Carbs when I’ve earned them.
Stop eating when I’m done, not when I’m stuffed.

It’s amazing how much clears up when you stop trying to outsmart something that was never complicated to begin with.



My time.

This one hit harder.

Because this is where most of the excess lives.

Scrolling.
Posting.
Checking.
Trying to stay “visible.”

I’ve spent a lot of time writing, sharing, building.

And I’m grateful for it.

But somewhere along the way, it started to feel like performance.

And I’m not interested in performing anymore.

I want to write because I have something to say.

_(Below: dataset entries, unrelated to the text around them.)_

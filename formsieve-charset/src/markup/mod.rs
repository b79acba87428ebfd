// formsieve-charset/src/markup/mod.rs
use alloc::string::String;

/// Strips markup tags and NUL bytes from `input` and encodes quotes.
///
/// A tag runs from `<` to the next `>` outside of a quoted attribute value.
/// A `<` followed by whitespace is plain text, while an unterminated tag
/// swallows the rest of the input. `'` and `"` in the surviving text become
/// `&#39;` and `&#34;`.
pub fn strip_markup(input: &str) -> String {
    let mut out = String::with_capacity(input.len());
    let mut chars = input.chars().peekable();
    let mut in_tag = false;
    let mut quote: Option<char> = None;

    while let Some(c) = chars.next() {
        if in_tag {
            match (quote, c) {
                (Some(q), _) if c == q => quote = None,
                (Some(_), _) => {}
                (None, '"') | (None, '\'') => quote = Some(c),
                (None, '>') => in_tag = false,
                _ => {}
            }
            continue;
        }

        match c {
            '<' => match chars.peek() {
                Some(next) if next.is_whitespace() => out.push('<'),
                _ => in_tag = true,
            },
            '\0' => {}
            '\'' => out.push_str("&#39;"),
            '"' => out.push_str("&#34;"),
            other => out.push(other),
        }
    }

    out
}
//! Error message overrides and template formatting.
//!
//! Templates use a small printf subset: `%s`, `%d`, positional `%N$s` /
//! `%N$d` (1-based) and `%%`. The first argument is always the field name,
//! followed by the rule's parameters. Anything else after a `%` is copied
//! through literally, and a missing argument formats as nothing.
//!
//! License: MIT OR APACHE 2.0

use serde::{Deserialize, Serialize};
use std::collections::{BTreeMap, HashMap};

use crate::rules::RuleRegistry;

/// Caller-supplied message templates.
///
/// Rule-level overrides replace a rule's default message for every field.
/// Field-level overrides apply to one field and one rule and beat both.
///
/// Deserializes from a single mixed map, where string values are rule-level
/// and map values are field-level:
///
/// ```yaml
/// min: "%s is too short"
/// name:
///   required: "Name needed"
/// ```
#[derive(Debug, Clone, Default, PartialEq, Eq, Serialize, Deserialize)]
#[serde(
    from = "BTreeMap<String, MessageEntry>",
    into = "BTreeMap<String, MessageEntry>"
)]
pub struct Messages {
    rules: BTreeMap<String, String>,
    fields: BTreeMap<String, BTreeMap<String, String>>,
}

/// One entry of the serialized override map.
#[derive(Debug, Clone, Serialize, Deserialize)]
#[serde(untagged)]
pub enum MessageEntry {
    Rule(String),
    Field(BTreeMap<String, String>),
}

impl From<BTreeMap<String, MessageEntry>> for Messages {
    fn from(entries: BTreeMap<String, MessageEntry>) -> Self {
        let mut messages = Messages::default();
        for (key, entry) in entries {
            match entry {
                MessageEntry::Rule(template) => {
                    messages.rules.insert(key, template);
                }
                MessageEntry::Field(per_rule) => {
                    messages.fields.insert(key, per_rule);
                }
            }
        }
        messages
    }
}

impl From<Messages> for BTreeMap<String, MessageEntry> {
    fn from(messages: Messages) -> Self {
        let mut entries: BTreeMap<String, MessageEntry> = messages
            .rules
            .into_iter()
            .map(|(rule, template)| (rule, MessageEntry::Rule(template)))
            .collect();
        for (field, per_rule) in messages.fields {
            entries.insert(field, MessageEntry::Field(per_rule));
        }
        entries
    }
}

impl Messages {
    pub fn new() -> Self {
        Self::default()
    }

    /// Overrides the default message of `rule` for all fields.
    pub fn with_rule(mut self, rule: impl Into<String>, template: impl Into<String>) -> Self {
        self.rules.insert(rule.into(), template.into());
        self
    }

    /// Overrides the message of `rule` for `field` only.
    pub fn with_field(
        mut self,
        field: impl Into<String>,
        rule: impl Into<String>,
        template: impl Into<String>,
    ) -> Self {
        self.fields
            .entry(field.into())
            .or_default()
            .insert(rule.into(), template.into());
        self
    }

    pub fn is_empty(&self) -> bool {
        self.rules.is_empty() && self.fields.is_empty()
    }

    pub fn rule_overrides(&self) -> &BTreeMap<String, String> {
        &self.rules
    }

    pub fn field_overrides(&self) -> &BTreeMap<String, BTreeMap<String, String>> {
        &self.fields
    }

    pub fn field_override(&self, field: &str, rule: &str) -> Option<&str> {
        self.fields
            .get(field)
            .and_then(|per_rule| per_rule.get(rule))
            .map(String::as_str)
    }

    /// Rule names referenced by any override, field-level ones included.
    pub fn referenced_rules(&self) -> impl Iterator<Item = &str> {
        self.rules
            .keys()
            .chain(self.fields.values().flat_map(BTreeMap::keys))
            .map(String::as_str)
    }
}

/// Registry defaults merged with rule-level overrides, built once per call.
#[derive(Debug, Clone)]
pub struct MessageTable<'a> {
    templates: HashMap<&'a str, &'a str>,
    messages: &'a Messages,
}

impl<'a> MessageTable<'a> {
    pub fn merge(registry: &'a RuleRegistry, messages: &'a Messages) -> Self {
        let mut templates: HashMap<&'a str, &'a str> = registry
            .default_messages()
            .iter()
            .map(|(rule, template)| (rule.as_str(), template.as_str()))
            .collect();
        templates.extend(
            messages
                .rules
                .iter()
                .map(|(rule, template)| (rule.as_str(), template.as_str())),
        );
        Self { templates, messages }
    }

    /// The template for `rule` on `field`: field override, else merged default.
    pub fn template_for(&self, field: &str, rule: &str) -> Option<&'a str> {
        self.messages
            .field_override(field, rule)
            .or_else(|| self.templates.get(rule).copied())
    }
}

/// Formats `template` with `args` using the printf subset described above.
pub fn format_template(template: &str, args: &[String]) -> String {
    let chars: Vec<char> = template.chars().collect();
    let mut out = String::with_capacity(template.len());
    let mut next_arg = 0usize;
    let mut i = 0usize;

    while i < chars.len() {
        if chars[i] != '%' {
            out.push(chars[i]);
            i += 1;
            continue;
        }
        if chars.get(i + 1) == Some(&'%') {
            out.push('%');
            i += 2;
            continue;
        }

        let mut spec_at = i + 1;
        while spec_at < chars.len() && chars[spec_at].is_ascii_digit() {
            spec_at += 1;
        }
        let position = if spec_at > i + 1 && chars.get(spec_at) == Some(&'$') {
            let digits: String = chars[i + 1..spec_at].iter().collect();
            spec_at += 1;
            Some(digits.parse::<usize>().unwrap_or(0))
        } else {
            spec_at = i + 1;
            None
        };

        match chars.get(spec_at) {
            Some(&spec @ ('s' | 'd')) => {
                let arg = match position {
                    Some(n) => n.checked_sub(1).and_then(|idx| args.get(idx)),
                    None => {
                        next_arg += 1;
                        args.get(next_arg - 1)
                    }
                };
                if let Some(arg) = arg {
                    if spec == 'd' {
                        out.push_str(&leading_integer(arg).to_string());
                    } else {
                        out.push_str(arg);
                    }
                }
                i = spec_at + 1;
            }
            _ => {
                out.push('%');
                i += 1;
            }
        }
    }

    out
}

/// Integer value of the leading numeric part of `text`, `0` when there is none.
fn leading_integer(text: &str) -> i64 {
    let text = text.trim_start();
    let (negative, digits) = match text.as_bytes().first() {
        Some(b'-') => (true, &text[1..]),
        Some(b'+') => (false, &text[1..]),
        _ => (false, text),
    };
    let value = digits
        .chars()
        .take_while(char::is_ascii_digit)
        .filter_map(|c| c.to_digit(10))
        .fold(0i64, |acc, d| acc.saturating_mul(10).saturating_add(i64::from(d)));
    if negative {
        -value
    } else {
        value
    }
}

I want to train because it matters.

I want to work, build, create, and then go sit somewhere quiet with a cup of coffee and not feel like I need to document it.

So I’m refining that too.

Less noise.
More signal.



Here’s what I’m realizing.

Refinement isn’t about adding more discipline.

It’s about removing what’s been diluting it.



Most people don’t need a new plan.

They need fewer distractions.

They don’t need more motivation.

They need less negotiation.

They don’t need to become someone else.

They need to stop carrying versions of themselves they’ve already outgrown.



This year isn’t about doing more.

It’s about doing less, better.



Train a few days a week.
Eat real food.
Move every day.
Work with intention.
Rest when it’s time.
Speak when it matters.
Be quiet when it doesn’t.



Refine.



No big announcement.
No dramatic shift.

Just a man deciding, quietly:

“This is what stays. That doesn’t.”

And then living like he means it.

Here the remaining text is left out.